[Saved entries]
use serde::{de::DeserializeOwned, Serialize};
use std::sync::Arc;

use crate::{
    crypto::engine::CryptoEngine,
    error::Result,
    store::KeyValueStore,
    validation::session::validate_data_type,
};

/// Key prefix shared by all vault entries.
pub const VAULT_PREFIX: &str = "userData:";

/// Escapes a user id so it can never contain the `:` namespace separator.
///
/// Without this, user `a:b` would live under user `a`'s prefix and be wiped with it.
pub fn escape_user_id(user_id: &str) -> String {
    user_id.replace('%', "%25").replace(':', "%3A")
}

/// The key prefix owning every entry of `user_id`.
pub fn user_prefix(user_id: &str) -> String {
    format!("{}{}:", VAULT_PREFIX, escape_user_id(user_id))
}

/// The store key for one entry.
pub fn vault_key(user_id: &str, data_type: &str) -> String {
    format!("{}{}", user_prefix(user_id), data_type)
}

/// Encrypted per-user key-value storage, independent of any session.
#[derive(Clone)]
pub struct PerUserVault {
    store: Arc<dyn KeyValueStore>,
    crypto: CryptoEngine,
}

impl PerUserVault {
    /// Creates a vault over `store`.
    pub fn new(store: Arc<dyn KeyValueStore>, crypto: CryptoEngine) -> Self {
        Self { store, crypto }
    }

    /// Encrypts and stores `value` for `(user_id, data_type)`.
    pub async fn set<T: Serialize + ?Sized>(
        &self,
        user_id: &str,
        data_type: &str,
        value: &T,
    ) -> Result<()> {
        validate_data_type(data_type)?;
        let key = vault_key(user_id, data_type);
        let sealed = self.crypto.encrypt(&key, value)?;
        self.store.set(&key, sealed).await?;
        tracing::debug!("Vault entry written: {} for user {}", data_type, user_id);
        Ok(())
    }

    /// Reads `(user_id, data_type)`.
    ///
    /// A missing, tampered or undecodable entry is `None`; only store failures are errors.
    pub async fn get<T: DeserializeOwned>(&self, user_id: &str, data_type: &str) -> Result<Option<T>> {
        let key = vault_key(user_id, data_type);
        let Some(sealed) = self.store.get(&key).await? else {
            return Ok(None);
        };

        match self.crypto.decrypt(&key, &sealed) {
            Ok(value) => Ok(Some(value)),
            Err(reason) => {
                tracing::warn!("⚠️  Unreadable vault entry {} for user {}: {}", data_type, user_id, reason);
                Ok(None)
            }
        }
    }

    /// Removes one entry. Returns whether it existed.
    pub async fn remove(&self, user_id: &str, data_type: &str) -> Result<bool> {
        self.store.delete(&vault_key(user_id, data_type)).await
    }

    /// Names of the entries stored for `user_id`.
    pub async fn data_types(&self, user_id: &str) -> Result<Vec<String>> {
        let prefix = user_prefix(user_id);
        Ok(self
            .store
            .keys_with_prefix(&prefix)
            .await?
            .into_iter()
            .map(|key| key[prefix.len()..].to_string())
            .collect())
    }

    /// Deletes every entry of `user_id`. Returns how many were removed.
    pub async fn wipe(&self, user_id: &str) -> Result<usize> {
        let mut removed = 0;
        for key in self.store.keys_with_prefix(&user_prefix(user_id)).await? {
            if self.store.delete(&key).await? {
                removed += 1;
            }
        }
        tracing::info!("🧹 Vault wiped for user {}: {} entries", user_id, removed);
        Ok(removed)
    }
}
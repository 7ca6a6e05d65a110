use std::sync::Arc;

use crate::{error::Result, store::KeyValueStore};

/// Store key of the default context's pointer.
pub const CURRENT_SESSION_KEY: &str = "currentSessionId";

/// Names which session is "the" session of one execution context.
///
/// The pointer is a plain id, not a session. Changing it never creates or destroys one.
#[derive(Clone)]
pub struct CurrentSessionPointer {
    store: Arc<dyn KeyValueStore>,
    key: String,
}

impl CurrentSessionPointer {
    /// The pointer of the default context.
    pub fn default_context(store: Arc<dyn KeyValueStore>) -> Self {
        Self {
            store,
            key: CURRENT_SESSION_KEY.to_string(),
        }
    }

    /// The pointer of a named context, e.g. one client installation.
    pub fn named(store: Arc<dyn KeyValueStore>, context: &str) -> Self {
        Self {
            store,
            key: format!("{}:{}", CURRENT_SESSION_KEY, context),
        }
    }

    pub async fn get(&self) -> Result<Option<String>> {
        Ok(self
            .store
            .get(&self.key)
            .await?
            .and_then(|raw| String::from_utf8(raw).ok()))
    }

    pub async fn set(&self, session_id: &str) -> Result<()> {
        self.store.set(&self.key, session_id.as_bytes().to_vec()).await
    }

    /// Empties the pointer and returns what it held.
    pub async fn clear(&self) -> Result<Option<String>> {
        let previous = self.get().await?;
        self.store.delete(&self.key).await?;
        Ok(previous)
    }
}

• _Task to complete_
All records above are to be returned exactly as given.

• _Task solution_
use serde::{de::DeserializeOwned, Serialize};
use std::sync::Arc;

use crate::{
    crypto::engine::CryptoEngine,
    error::Result,
    store::KeyValueStore,
    validation::session::validate_data_type,
};

/// Key prefix shared by all vault entries.
pub const VAULT_PREFIX: &str = "userData:";

/// Escapes a user id so it can never contain the `:` namespace separator.
///
/// Without this, user `a:b` would live under user `a`'s prefix and be wiped with it.
pub fn escape_user_id(user_id: &str) -> String {
    user_id.replace('%', "%25").replace(':', "%3A")
}

/// The key prefix owning every entry of `user_id`.
pub fn user_prefix(user_id: &str) -> String {
    format!("{}{}:", VAULT_PREFIX, escape_user_id(user_id))
}

/// The store key for one entry.
pub fn vault_key(user_id: &str, data_type: &str) -> String {
    format!("{}{}", user_prefix(user_id), data_type)
}

/// Encrypted per-user key-value storage, independent of any session.
#[derive(Clone)]
pub struct PerUserVault {
    store: Arc<dyn KeyValueStore>,
    crypto: CryptoEngine,
}

impl PerUserVault {
    /// Creates a vault over `store`.
    pub fn new(store: Arc<dyn KeyValueStore>, crypto: CryptoEngine) -> Self {
        Self { store, crypto }
    }

    /// Encrypts and stores `value` for `(user_id, data_type)`.
    pub async fn set<T: Serialize + ?Sized>(
        &self,
        user_id: &str,
        data_type: &str,
        value: &T,
    ) -> Result<()> {
        validate_data_type(data_type)?;
        let key = vault_key(user_id, data_type);
        let sealed = self.crypto.encrypt(&key, value)?;
        self.store.set(&key, sealed).await?;
        tracing::debug!("Vault entry written: {} for user {}", data_type, user_id);
        Ok(())
    }

    /// Reads `(user_id, data_type)`.
    ///
    /// A missing, tampered or undecodable entry is `None`; only store failures are errors.
    pub async fn get<T: DeserializeOwned>(&self, user_id: &str, data_type: &str) -> Result<Option<T>> {
        let key = vault_key(user_id, data_type);
        let Some(sealed) = self.store.get(&key).await? else {
            return Ok(None);
        };

        match self.crypto.decrypt(&key, &sealed) {
            Ok(value) => Ok(Some(value)),
            Err(reason) => {
                tracing::warn!("⚠️  Unreadable vault entry {} for user {}: {}", data_type, user_id, reason);
                Ok(None)
            }
        }
    }

    /// Removes one entry. Returns whether it existed.
    pub async fn remove(&self, user_id: &str, data_type: &str) -> Result<bool> {
        self.store.delete(&vault_key(user_id, data_type)).await
    }

    /// Names of the entries stored for `user_id`.
    pub async fn data_types(&self, user_id: &str) -> Result<Vec<String>> {
        let prefix = user_prefix(user_id);
        Ok(self
            .store
            .keys_with_prefix(&prefix)
            .await?
            .into_iter()
            .map(|key| key[prefix.len()..].to_string())
            .collect())
    }

    /// Deletes every entry of `user_id`. Returns how many were removed.
    pub async fn wipe(&self, user_id: &str) -> Result<usize> {
        let mut removed = 0;
        for key in self.store.keys_with_prefix(&user_prefix(user_id)).await? {
            if self.store.delete(&key).await? {
                removed += 1;
            }
        }
        tracing::info!("🧹 Vault wiped for user {}: {} entries", user_id, removed);
        Ok(removed)
    }
}
repository 7ca6a6e05d65a110
use std::sync::Arc;

use crate::{error::Result, store::KeyValueStore};

/// Store key of the default context's pointer.
pub const CURRENT_SESSION_KEY: &str = "currentSessionId";

/// Names which session is "the" session of one execution context.
///
/// The pointer is a plain id, not a session. Changing it never creates or destroys one.
#[derive(Clone)]
pub struct CurrentSessionPointer {
    store: Arc<dyn KeyValueStore>,
    key: String,
}

impl CurrentSessionPointer {
    /// The pointer of the default context.
    pub fn default_context(store: Arc<dyn KeyValueStore>) -> Self {
        Self {
            store,
            key: CURRENT_SESSION_KEY.to_string(),
        }
    }

    /// The pointer of a named context, e.g. one client installation.
    pub fn named(store: Arc<dyn KeyValueStore>, context: &str) -> Self {
        Self {
            store,
            key: format!("{}:{}", CURRENT_SESSION_KEY, context),
        }
    }

    pub async fn get(&self) -> Result<Option<String>> {
        Ok(self
            .store
            .get(&self.key)
            .await?
            .and_then(|raw| String::from_utf8(raw).ok()))
    }

    pub async fn set(&self, session_id: &str) -> Result<()> {
        self.store.set(&self.key, session_id.as_bytes().to_vec()).await
    }

    /// Empties the pointer and returns what it held.
    pub async fn clear(&self) -> Result<Option<String>> {
        let previous = self.get().await?;
        self.store.delete(&self.key).await?;
        Ok(previous)
    }
}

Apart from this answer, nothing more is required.